Ken Jautz, who previously ran CNN sister network HLN, will move into Klein's position heading up CNN/U.S. as executive vice president. Scot Safon, formerly chief marketing officer for CNN Worldwide, will replace Jautz, becoming executive vice president of HLN. Both appointments are effective immediately and both men report to Walton.
Walton broke the news to staffer Friday morning.
"Our colleague Jon Klein is leaving CNN. Jon's six years as head of CNN/U.S. are reflected in the quality of our coverage of signal news events during his tenure: the tsunami in South Asia, Hurricane Katrina, the 2008 election cycle and the Haiti earthquake, as well as shows like Anderson Cooper 360, The Situation Room and Fareed Zakaria GPS, all of which bear his imprint," wrote Walton "on has made important contributions to the CNN story, and he leaves with our respect and friendship, and with my sincere thanks."
Walton said that he is looking at internal and external candidates to fill the managing editor role.
"We have some folks in-house who will certainly be considered," said Walton during a conference call with reporters on Friday. "We are also going to recruit and look outside. This is a big job and there's no doubt in my mind that we'll find somebody great for it."

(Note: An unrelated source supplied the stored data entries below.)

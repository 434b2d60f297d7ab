//! The success view shown after a submission.

use crate::backend::PatientBackend;
use crate::constants::{DEFAULT_STATUS, NOT_AVAILABLE};
use crate::reconcile::{
    first_present, sort_newest_first, PatientField, PatientRecord, VisitRecord, PATIENT_ALIASES,
};
use crate::IntakeResult;
use chrono::NaiveDateTime;
use serde::Serialize;
use serde_json::Value;

/// Display-ready patient and latest-visit details. Every field is already rendered as text.
#[derive(Debug, Clone, PartialEq, Eq, Serialize)]
#[serde(rename_all = "camelCase")]
pub struct VisitSummary {
    pub patient_id: String,
    pub full_name: String,
    pub guardian_name: String,
    pub gender: String,
    pub age: String,
    pub phone: String,
    pub national_id: String,
    pub address: String,
    pub blood_group: String,
    pub weight: String,
    pub blood_pressure: String,
    pub temperature: String,
    pub symptoms: String,
    pub complaint: String,
    pub status: String,
    pub visit_count: usize,
    pub op_no: String,
    pub reg_no: String,
    /// `MM/DD/YYYY`
    pub visit_date: String,
    /// `HH:MM:SS`
    pub visit_time: String,
}

impl VisitSummary {
    /// Build the summary from a patient and their visits.
    ///
    /// The newest visit supplies the medical fields and the visit timestamp. When there is no
    /// visit, or its date does not parse, `now` is shown instead.
    pub fn build(patient: &PatientRecord, visits: &[VisitRecord], now: NaiveDateTime) -> Self {
        let mut visits = visits.to_vec();
        sort_newest_first(&mut visits);
        let latest = visits.first();

        let from_visit = |pick: fn(&VisitRecord) -> &str| or_na(latest.map(pick).unwrap_or_default());
        let when = latest.and_then(VisitRecord::visit_datetime).unwrap_or(now);

        Self {
            patient_id: patient.patient_id.clone(),
            full_name: patient.full_name(),
            guardian_name: patient.guardian_name.clone(),
            gender: if patient.gender.is_empty() {
                "Not specified".to_string()
            } else {
                patient.gender.clone()
            },
            age: or_na(&patient.age),
            phone: or_na(&patient.phone),
            national_id: or_na(&patient.national_id),
            address: or_na(&patient.address),
            blood_group: or_na(&patient.blood_group),
            weight: from_visit(|v| v.weight.as_str()),
            blood_pressure: from_visit(|v| v.blood_pressure.as_str()),
            temperature: from_visit(|v| v.temperature.as_str()),
            symptoms: from_visit(|v| v.symptoms.as_str()),
            complaint: from_visit(|v| v.complaint.as_str()),
            status: latest
                .map(|v| v.status.as_str())
                .filter(|s| !s.is_empty())
                .unwrap_or(DEFAULT_STATUS)
                .to_string(),
            visit_count: visits.len().max(1),
            op_no: first_non_empty(latest.map(|v| v.op_no.as_str()), &patient.op_no),
            reg_no: first_non_empty(latest.map(|v| v.reg_no.as_str()), &patient.reg_no),
            visit_date: when.format("%m/%d/%Y").to_string(),
            visit_time: when.format("%H:%M:%S").to_string(),
        }
    }
}

/// Fetch a patient and their visits and build the summary.
///
/// # Errors
///
/// Returns [`crate::IntakeError::Backend`] if either request fails.
pub async fn load<B: PatientBackend + ?Sized>(
    backend: &B,
    patient_id: &str,
    now: NaiveDateTime,
) -> IntakeResult<VisitSummary> {
    let raw = backend.get_patient(patient_id).await?;
    let mut patient = PatientRecord::from_json(&raw);
    // The reconciler's gender default would hide a missing value.
    if !has_gender(&raw) {
        patient.gender.clear();
    }
    let visits: Vec<VisitRecord> = backend
        .visits_for_patient(patient_id)
        .await?
        .iter()
        .map(VisitRecord::from_json)
        .collect();
    Ok(VisitSummary::build(&patient, &visits, now))
}

fn has_gender(raw: &Value) -> bool {
    PATIENT_ALIASES
        .iter()
        .filter(|row| row.field == PatientField::Gender)
        .any(|row| first_present(raw, row.aliases).is_some())
}

fn or_na(value: &str) -> String {
    if value.is_empty() {
        NOT_AVAILABLE.to_string()
    } else {
        value.to_string()
    }
}

fn first_non_empty(from_visit: Option<&str>, from_patient: &str) -> String {
    or_na(
        from_visit
            .filter(|value| !value.is_empty())
            .unwrap_or(from_patient),
    )
}

#[cfg(test)]
mod tests {
    use super::*;
    use chrono::NaiveDate;

    fn now() -> NaiveDateTime {
        NaiveDate::from_ymd_opt(2025, 4, 12)
            .and_then(|d| d.and_hms_opt(18, 5, 9))
            .unwrap()
    }

    fn patient() -> PatientRecord {
        PatientRecord {
            patient_id: "001".into(),
            name: "Asha".into(),
            surname: "Rao".into(),
            age: "34".into(),
            op_no: "OP-P".into(),
            reg_no: "REG-P".into(),
            ..PatientRecord::default()
        }
    }

    #[test]
    fn uses_latest_visit_for_medical_fields() {
        let visits = vec![
            VisitRecord {
                visit_date: "2025-04-01T08:00:00".into(),
                weight: "60".into(),
                op_no: "OP-1".into(),
                ..VisitRecord::default()
            },
            VisitRecord {
                visit_date: "2025-04-11T16:34:05".into(),
                weight: "61.5".into(),
                blood_pressure: "120/80".into(),
                status: "Critical".into(),
                ..VisitRecord::default()
            },
        ];

        let summary = VisitSummary::build(&patient(), &visits, now());
        assert_eq!(summary.full_name, "Rao Asha");
        assert_eq!(summary.weight, "61.5");
        assert_eq!(summary.blood_pressure, "120/80");
        assert_eq!(summary.status, "Critical");
        assert_eq!(summary.symptoms, "N/A");
        assert_eq!(summary.visit_count, 2);
        assert_eq!(summary.visit_date, "04/11/2025");
        assert_eq!(summary.visit_time, "16:34:05");
        // The latest visit has no OP number, so the patient's is shown.
        assert_eq!(summary.op_no, "OP-P");
    }

    #[test]
    fn missing_values_render_placeholders() {
        let bare = PatientRecord {
            gender: String::new(),
            ..PatientRecord::default()
        };
        let summary = VisitSummary::build(&bare, &[], now());
        assert_eq!(summary.gender, "Not specified");
        assert_eq!(summary.age, "N/A");
        assert_eq!(summary.phone, "N/A");
        assert_eq!(summary.op_no, "N/A");
        assert_eq!(summary.reg_no, "N/A");
        assert_eq!(summary.status, "Active");
        assert_eq!(summary.visit_count, 1);
        assert_eq!(summary.visit_date, "04/12/2025");
        assert_eq!(summary.visit_time, "18:05:09");
    }

    #[test]
    fn visit_numbers_take_precedence_over_patient() {
        let visits = vec![VisitRecord {
            op_no: "OP-9".into(),
            reg_no: "REG-9".into(),
            ..VisitRecord::default()
        }];
        let summary = VisitSummary::build(&patient(), &visits, now());
        assert_eq!(summary.op_no, "OP-9");
        assert_eq!(summary.reg_no, "REG-9");
    }

    #[tokio::test]
    async fn load_fetches_patient_and_visits() {
        use crate::backend::mock::MockBackend;
        use serde_json::json;

        let backend = MockBackend::default()
            .with_patient(json!({ "patientId": "001", "name": "Asha", "surname": "Rao" }))
            .with_visit(json!({ "patientId": "001", "visitDate": "2025-04-11T16:34:05", "opNo": "OP-1" }));

        let summary = load(&backend, "001", now()).await.unwrap();
        assert_eq!(summary.full_name, "Rao Asha");
        assert_eq!(summary.gender, "Not specified");
        assert_eq!(summary.op_no, "OP-1");
        assert_eq!(
            backend.calls(),
            vec!["GET /patients/001", "GET /visits/patient/001"]
        );
    }

    #[tokio::test]
    async fn load_keeps_stored_gender() {
        use crate::backend::mock::MockBackend;
        use serde_json::json;

        let backend = MockBackend::default()
            .with_patient(json!({ "patientId": "001", "name": "Asha", "gender": "Female" }));

        let summary = load(&backend, "001", now()).await.unwrap();
        assert_eq!(summary.gender, "Female");
        assert_eq!(summary.visit_count, 1);
    }
}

Klein's ouster comes in the wake of a ratings free fall in primetime. He has attempted to stem the hemorrhage, recruiting disgraced New York governor Eliot Spitzer and conservative columnist Kathleen Parker to co-host a topical 8 p.m. hour. Parker/Spitzer bows Oct. 4. Klein also wooed Piers Morgan to the network to take over the 9 p.m. slot from Larry King, who has fallen to third at 9 p.m. behind Fox News Channel and MSNBC.
Walton acknowledged CNN's primetime failures.
"There have been a number of stories over the last few months about the end of CNN and the doom and gloom," he said. "I understand it. Our primetime stars are in many people's opinion the face of CNN."
Reached by MCN, Klein said that his departure, which he described as "amicable as you can have in these situations," was precipitated by the new management structure.
"They want to bring in a managing editor who is going to report to Jim and oversee editorial for all the platforms," said Klein. "That was not a set up that I agreed with."
Asked if he thought the network's primetime ratings contributed to his departure, Klein said, "I don't know. But I don't think so. We had hatched our plans to address those issues."